Saved entries
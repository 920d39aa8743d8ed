//! One sampling tick: sample, filter, render, write.

use std::time::{Duration, Instant};

use crate::collector::procfs::CollectError;
use crate::collector::sampler::Sampler;
use crate::collector::traits::{GpuSource, ProcessSource};
use crate::config::Config;
use crate::exposition::render;
use crate::filter;
use crate::writer::{TextfileWriter, WriteError};

/// Summary of a completed tick, for logging.
#[derive(Debug, Clone, PartialEq)]
pub struct TickReport {
    /// Processes sampled before filtering.
    pub sampled: usize,
    /// Processes written after filtering.
    pub written: usize,
    /// Processes with GPU data among the written ones.
    pub with_gpu: usize,
    /// Size of the rendered file.
    pub bytes: usize,
    /// Wall time spent in the tick.
    pub elapsed: Duration,
}

/// Result of a tick that did not fail.
#[derive(Debug, Clone, PartialEq)]
pub enum TickOutcome {
    Written(TickReport),
    /// Shutdown was requested after sampling; nothing was written.
    Abandoned,
}

/// Error type for a failed tick. The loop logs it and retries next tick.
#[derive(Debug)]
pub enum TickError {
    Sample(CollectError),
    Write(WriteError),
}

impl std::fmt::Display for TickError {
    fn fmt(&self, f: &mut std::fmt::Formatter<'_>) -> std::fmt::Result {
        match self {
            TickError::Sample(e) => write!(f, "sampling failed: {}", e),
            TickError::Write(e) => write!(f, "{}", e),
        }
    }
}

impl std::error::Error for TickError {}

impl From<CollectError> for TickError {
    fn from(e: CollectError) -> Self {
        TickError::Sample(e)
    }
}

impl From<WriteError> for TickError {
    fn from(e: WriteError) -> Self {
        TickError::Write(e)
    }
}

/// Runs the sample → filter → write pipeline.
pub struct Exporter<P: ProcessSource, G: GpuSource> {
    sampler: Sampler<P, G>,
    config: Config,
    writer: TextfileWriter,
    instance: String,
}

impl<P: ProcessSource, G: GpuSource> Exporter<P, G> {
    pub fn new(
        sampler: Sampler<P, G>,
        config: Config,
        writer: TextfileWriter,
        instance: impl Into<String>,
    ) -> Self {
        Self {
            sampler,
            config,
            writer,
            instance: instance.into(),
        }
    }

    pub fn writer(&self) -> &TextfileWriter {
        &self.writer
    }

    pub fn sampler_mut(&mut self) -> &mut Sampler<P, G> {
        &mut self.sampler
    }

    /// Establishes the CPU baseline. Returns the number of processes seen.
    pub fn prime(&mut self) -> Result<usize, CollectError> {
        self.sampler.prime()
    }

    /// Runs one tick.
    ///
    /// `keep_going` is checked after sampling; if it returns false the tick is
    /// abandoned without touching the output file.
    pub fn tick(&mut self, keep_going: impl Fn() -> bool) -> Result<TickOutcome, TickError> {
        self.tick_at(Instant::now(), keep_going)
    }

    pub fn tick_at(
        &mut self,
        now: Instant,
        keep_going: impl Fn() -> bool,
    ) -> Result<TickOutcome, TickError> {
        let started = Instant::now();

        let samples = self.sampler.sample_at(now)?;
        let sampled = samples.len();

        let samples = filter::apply(samples, &self.config);

        if !keep_going() {
            return Ok(TickOutcome::Abandoned);
        }

        let content = render(&samples, &self.instance);
        self.writer.write(&content)?;

        Ok(TickOutcome::Written(TickReport {
            sampled,
            written: samples.len(),
            with_gpu: samples.iter().filter(|s| s.has_gpu()).count(),
            bytes: content.len(),
            elapsed: started.elapsed(),
        }))
    }
}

- [What to do]: Output all of the records above unchanged.

- [Output for this exercise]:
repository 920d39aa8743d8ed
//! One sampling tick: sample, filter, render, write.

use std::time::{Duration, Instant};

use crate::collector::procfs::CollectError;
use crate::collector::sampler::Sampler;
use crate::collector::traits::{GpuSource, ProcessSource};
use crate::config::Config;
use crate::exposition::render;
use crate::filter;
use crate::writer::{TextfileWriter, WriteError};

/// Summary of a completed tick, for logging.
#[derive(Debug, Clone, PartialEq)]
pub struct TickReport {
    /// Processes sampled before filtering.
    pub sampled: usize,
    /// Processes written after filtering.
    pub written: usize,
    /// Processes with GPU data among the written ones.
    pub with_gpu: usize,
    /// Size of the rendered file.
    pub bytes: usize,
    /// Wall time spent in the tick.
    pub elapsed: Duration,
}

/// Result of a tick that did not fail.
#[derive(Debug, Clone, PartialEq)]
pub enum TickOutcome {
    Written(TickReport),
    /// Shutdown was requested after sampling; nothing was written.
    Abandoned,
}

/// Error type for a failed tick. The loop logs it and retries next tick.
#[derive(Debug)]
pub enum TickError {
    Sample(CollectError),
    Write(WriteError),
}

impl std::fmt::Display for TickError {
    fn fmt(&self, f: &mut std::fmt::Formatter<'_>) -> std::fmt::Result {
        match self {
            TickError::Sample(e) => write!(f, "sampling failed: {}", e),
            TickError::Write(e) => write!(f, "{}", e),
        }
    }
}

impl std::error::Error for TickError {}

impl From<CollectError> for TickError {
    fn from(e: CollectError) -> Self {
        TickError::Sample(e)
    }
}

impl From<WriteError> for TickError {
    fn from(e: WriteError) -> Self {
        TickError::Write(e)
    }
}

/// Runs the sample → filter → write pipeline.
pub struct Exporter<P: ProcessSource, G: GpuSource> {
    sampler: Sampler<P, G>,
    config: Config,
    writer: TextfileWriter,
    instance: String,
}

impl<P: ProcessSource, G: GpuSource> Exporter<P, G> {
    pub fn new(
        sampler: Sampler<P, G>,
        config: Config,
        writer: TextfileWriter,
        instance: impl Into<String>,
    ) -> Self {
        Self {
            sampler,
            config,
            writer,
            instance: instance.into(),
        }
    }

    pub fn writer(&self) -> &TextfileWriter {
        &self.writer
    }

    pub fn sampler_mut(&mut self) -> &mut Sampler<P, G> {
        &mut self.sampler
    }

    /// Establishes the CPU baseline. Returns the number of processes seen.
    pub fn prime(&mut self) -> Result<usize, CollectError> {
        self.sampler.prime()
    }

    /// Runs one tick.
    ///
    /// `keep_going` is checked after sampling; if it returns false the tick is
    /// abandoned without touching the output file.
    pub fn tick(&mut self, keep_going: impl Fn() -> bool) -> Result<TickOutcome, TickError> {
        self.tick_at(Instant::now(), keep_going)
    }

    pub fn tick_at(
        &mut self,
        now: Instant,
        keep_going: impl Fn() -> bool,
    ) -> Result<TickOutcome, TickError> {
        let started = Instant::now();

        let samples = self.sampler.sample_at(now)?;
        let sampled = samples.len();

        let samples = filter::apply(samples, &self.config);

        if !keep_going() {
            return Ok(TickOutcome::Abandoned);
        }

        let content = render(&samples, &self.instance);
        self.writer.write(&content)?;

        Ok(TickOutcome::Written(TickReport {
            sampled,
            written: samples.len(),
            with_gpu: samples.iter().filter(|s| s.has_gpu()).count(),
            bytes: content.len(),
            elapsed: started.elapsed(),
        }))
    }
}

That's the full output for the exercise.